I was granted an audience with the team at E3 to talk about three of their upcoming releases; Blackguards, Goodbye Deponia, and Memoria.
A turn-based RPG, Blackguards is a different style of game to the traditional point and click adventures that Daedalic are most famous for. It takes the reader into the world of the Dark Eye, a German role playing game that has been popular since its release in 1984, when it was pen and paper based.
The executive producer of Blackguards described it as being very dark, easily the darkest game that Daedelic have ever worked on. The hero is a falsely accused criminal, who escapes prison with some of the other inmates. They are a desperate and sometimes evil bunch, held together in a group only because they need each other to survive.
The party increases in size as the story progresses, and other skills are added to the group. Seven members can join the group, with up to five being able to take the battlefield at a time.You can also interact with objects in the environment, such as blocking paths with crates, or pulling a structure down to collapse on enemies. Or your team mates... friendly fire is an issue, and you can all too easily kill off your party members if you aren’t careful.
There are three initial classes, but vast customisations are possible so this is definitely not as restrictive as it might sound. You (of course) earn experience points and can tweak the strengths of each party member through the easy to use interface.
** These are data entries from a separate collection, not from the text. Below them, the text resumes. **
//! Voicemail completion: a landline caller finished recording. Logs the
//! recording, alerts the operator with the listen link, and hands the
//! recording to the background transcription job.

use leadline_domain::{mask_phone, templates};
use leadline_providers::twiml::VoiceResponse;
use leadline_storage::{
	leads,
	logs,
	models::{Direction, LeadStatus, OutboundKind},
	tenants,
};

use crate::{GateOutcome, Job, LeadlineService, Result, VoiceReply};

#[derive(Clone, Debug)]
pub struct VoicemailRequest {
	pub call_sid: String,
	pub from: String,
	pub to: String,
	pub recording_url: String,
}

impl LeadlineService {
	pub async fn handle_voicemail(&self, req: VoicemailRequest) -> Result<VoiceReply> {
		let empty = VoiceReply { twiml: VoiceResponse::new().render() };
		let gate_key = format!("{}_voicemail", req.call_sid);

		match self.gate_webhook(&gate_key, "voicemail", None).await {
			GateOutcome::Fresh { .. } => {},
			GateOutcome::Duplicate { .. } => {
				tracing::info!(%gate_key, "Duplicate voicemail webhook ignored.");

				return Ok(empty);
			},
			GateOutcome::StoreUnavailable => {
				self.defer_event(crate::DeferredEvent::Voicemail(req.clone()));

				return Ok(empty);
			},
		}

		let Some(tenant) = tenants::by_inbound_number(&self.db, &req.to).await? else {
			tracing::error!(to = %req.to, "Could not resolve tenant for voicemail.");

			return Ok(empty);
		};

		tracing::info!(
			caller = %mask_phone(&req.from),
			recording_url = %req.recording_url,
			"Voicemail received."
		);

		let now = self.now();

		match leads::upsert_contact(&self.db, Some(tenant.id), &req.from, None, now).await {
			Ok((lead_id, _)) => {
				if let Err(err) = logs::append(
					&self.db.pool,
					Some(tenant.id),
					lead_id,
					Direction::Inbound,
					&format!("(Voicemail) {}", req.recording_url),
					Some(&format!("{}_voicemail", req.call_sid)),
					now,
				)
				.await
				{
					tracing::error!(error = %err, "Failed to log voicemail event.");
				}
				if let Err(err) =
					leads::set_status(&self.db, Some(tenant.id), &req.from, LeadStatus::Replied)
						.await
				{
					tracing::error!(error = %err, "Failed to update lead status.");
				}
			},
			Err(err) => {
				tracing::error!(error = %err, "Failed to record lead for voicemail.");
			},
		}

		if !req.recording_url.trim().is_empty() {
			self.jobs.submit(Job::Transcribe {
				recording_url: req.recording_url.clone(),
				call_sid: req.call_sid.clone(),
				caller: req.from.clone(),
				tenant_id: tenant.id,
			});
		}

		let alert = templates::voicemail_operator_alert(&req.recording_url, &req.from);

		if let Err(err) = self
			.enqueue_message(
				Some(&tenant),
				&tenant.operator_number,
				&alert,
				OutboundKind::Internal,
				Some(&format!("{}_vm_alert", req.call_sid)),
				None,
			)
			.await
		{
			tracing::error!(error = %err, "Failed to queue voicemail alert.");
		}

		Ok(empty)
	}
}
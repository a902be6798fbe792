//! Consent ledger operations plus the combined STOP path. Ordering is
//! load-bearing: the opt-out write and the global revocation both commit
//! before the caller may enqueue the STOP acknowledgement, so every later
//! enqueue observes the opt-out.

use serde_json::Value;
use uuid::Uuid;

use leadline_domain::mask_phone;
use leadline_storage::{
	consent::{self, NewConsent},
	leads,
	models::{ConsentKind, ConsentSource},
};

use crate::{LeadlineService, Result};

impl LeadlineService {
	/// Implied grant, written automatically on inbound calls and texts.
	pub async fn record_implied_consent(
		&self,
		tenant_id: Option<Uuid>,
		phone: &str,
		source: ConsentSource,
		metadata: Value,
	) -> Result<Uuid> {
		self.record_consent(tenant_id, phone, ConsentKind::Implied, source, metadata).await
	}

	/// Express grant; only START/UNSTOP and form submissions produce these.
	pub async fn record_express_consent(
		&self,
		tenant_id: Option<Uuid>,
		phone: &str,
		source: ConsentSource,
		metadata: Value,
	) -> Result<Uuid> {
		self.record_consent(tenant_id, phone, ConsentKind::Express, source, metadata).await
	}

	async fn record_consent(
		&self,
		tenant_id: Option<Uuid>,
		phone: &str,
		kind: ConsentKind,
		source: ConsentSource,
		metadata: Value,
	) -> Result<Uuid> {
		let now = self.now();
		let (lead_id, _) = leads::upsert_contact(&self.db, tenant_id, phone, None, now).await?;
		let id = consent::record(
			&self.db.pool,
			NewConsent { lead_id, tenant_id, phone, kind, source, metadata },
			now,
		)
		.await?;

		tracing::info!(
			phone = %mask_phone(phone),
			kind = kind.as_str(),
			source = source.as_str(),
			"Consent recorded."
		);

		Ok(id)
	}

	/// The full opt-out: permanent lead flag (cross-tenant), queued-message
	/// cancellation, global consent revocation, cache poisoning. Raises a
	/// critical alert on failure; a lost STOP is a compliance incident.
	pub async fn process_stop(&self, phone: &str, reason: &str) -> Result<()> {
		let now = self.now();
		let result: Result<()> = async {
			leads::set_opt_out(&self.db, phone, true, now).await?;
			consent::revoke_all(&self.db.pool, phone, reason, now).await?;

			Ok(())
		}
		.await;

		if let Err(err) = &result {
			self.critical_alert(
				"Opt-out processing failed",
				&format!("Failed to opt out {}: {err}", mask_phone(phone)),
			)
			.await;
		}

		self.opt_out_cache.insert(phone.to_string(), true).await;

		tracing::warn!(phone = %mask_phone(phone), %reason, "Opt-out processed.");

		result
	}

	/// START/UNSTOP: clears the opt-out flag and records an express grant.
	pub async fn process_resubscribe(
		&self,
		tenant_id: Option<Uuid>,
		phone: &str,
		metadata: Value,
	) -> Result<()> {
		leads::set_opt_out(&self.db, phone, false, self.now()).await?;
		self.opt_out_cache.insert(phone.to_string(), false).await;
		self.record_express_consent(tenant_id, phone, ConsentSource::InboundSms, metadata).await?;

		Ok(())
	}
}
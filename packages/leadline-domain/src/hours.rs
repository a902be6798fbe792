use chrono::{DateTime, Timelike, Utc};
use chrono_tz::Tz;

/// Where the current tenant-local hour falls relative to the tenant's
/// business-hours boundaries.
#[derive(Clone, Copy, Debug, PartialEq, Eq)]
pub enum DayPart {
	Daytime,
	Evening,
	Sleep,
}
impl DayPart {
	pub fn as_str(&self) -> &'static str {
		match self {
			Self::Daytime => "daytime",
			Self::Evening => "evening",
			Self::Sleep => "sleep",
		}
	}
}

/// Resolves the tenant-local hour. An unknown tenant timezone falls back to
/// the configured default, then UTC; this never fails.
pub fn local_hour(now: DateTime<Utc>, tz_name: &str, default_tz: &str) -> u32 {
	let tz = tz_name
		.parse::<Tz>()
		.or_else(|_| default_tz.parse::<Tz>())
		.unwrap_or(chrono_tz::UTC);

	now.with_timezone(&tz).hour()
}

/// `daytime` iff `day_start <= h < day_end`; `evening` iff
/// `day_end <= h < evening_end`; otherwise `sleep`.
pub fn classify_hour(hour: u32, day_start: u32, day_end: u32, evening_end: u32) -> DayPart {
	if day_start <= hour && hour < day_end {
		DayPart::Daytime
	} else if day_end <= hour && hour < evening_end {
		DayPart::Evening
	} else {
		DayPart::Sleep
	}
}

/// Whether `hour` falls inside the sendable window `[start, end)`.
pub fn within_window(hour: u32, start: u32, end: u32) -> bool {
	start <= hour && hour < end
}
//! Webhook idempotency guard. The webhook_events insert is the
//! happens-before for every side effect keyed on a provider id; the moka
//! cache is a fast duplicate path and the only answer left when the store
//! is down.

use uuid::Uuid;

use leadline_storage::webhooks::{self, RecordOutcome};

use crate::LeadlineService;

#[derive(Clone, Copy, Debug, PartialEq, Eq)]
pub enum GateOutcome {
	/// First sighting; side effects for this provider id may proceed.
	Fresh { internal_id: Uuid },
	Duplicate { internal_id: Uuid },
	/// The store could not answer. The caller responds success to the
	/// provider and pushes the raw event onto the deferred replay queue;
	/// replay re-enters this gate once the store is back.
	StoreUnavailable,
}

impl LeadlineService {
	pub(crate) async fn gate_webhook(
		&self,
		provider_id: &str,
		kind: &str,
		tenant_id: Option<Uuid>,
	) -> GateOutcome {
		if let Some(internal_id) = self.webhook_cache.get(provider_id).await {
			return GateOutcome::Duplicate { internal_id };
		}

		let internal_id = Uuid::new_v4();
		let recorded =
			webhooks::record(&self.db, provider_id, kind, tenant_id, internal_id, self.now()).await;

		match recorded {
			Ok(RecordOutcome::Recorded) => {
				self.webhook_cache.insert(provider_id.to_string(), internal_id).await;

				GateOutcome::Fresh { internal_id }
			},
			Ok(RecordOutcome::Duplicate(existing)) => {
				self.webhook_cache.insert(provider_id.to_string(), existing).await;

				GateOutcome::Duplicate { internal_id: existing }
			},
			Err(err) => {
				tracing::warn!(
					%provider_id,
					error = %err,
					"Idempotency ledger unavailable. Deferring webhook."
				);

				GateOutcome::StoreUnavailable
			},
		}
	}
}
Depending on the choices made, and the outcomes of battles, the story can branch off, providing multiple possible endings. Party members killed in battles can be resurrected at towns, in exchange for gold. Towns are also a good place to trade and barter for goods, as well as offering quests.
Releasing in November, this turn based RPG looks to be a bold new direction for Daedalic, and a an exciting adventure for fans of The Dark Eye or D&D.
Goodbye Deponia is the final chapter in the Deponia point and click comedy adventure trilogy, and will be the grand finale of the story.
Deponia is a world made of scraps and junk. Our hero is Rufus, who longs to escape Deponia and live in the Utopian city of Elysium. This pristine city in the clouds is where the elite of the world live, looking down in disdain on Deponia.
In the final chapter, Rufus must try to save Deponia, which is in danger of being destroyed, whilst keeping his eyes on the prize: getting to Elysium with his love interest, Goal.
As usual, his brilliant plans are a little . . . well, stupid, and far fetched, and invariably lead to more problems. Creating clones was never going to be a sensible solution to the problem of not having enough time, and yet that’s one of the ridiculous plans he comes up with to try and increase his efficiency on the road to Elysium.
The game has a very unique look, with hand drawn backgrounds and frame by frame animation, a technique rarely used now, because of how long it takes to do.
I was lucky enough to be talked through the game by Kevin Mertz, who was the writer of the games, and is now Lead Game Designer on another of Daedalic’s up and coming titles, Memoria.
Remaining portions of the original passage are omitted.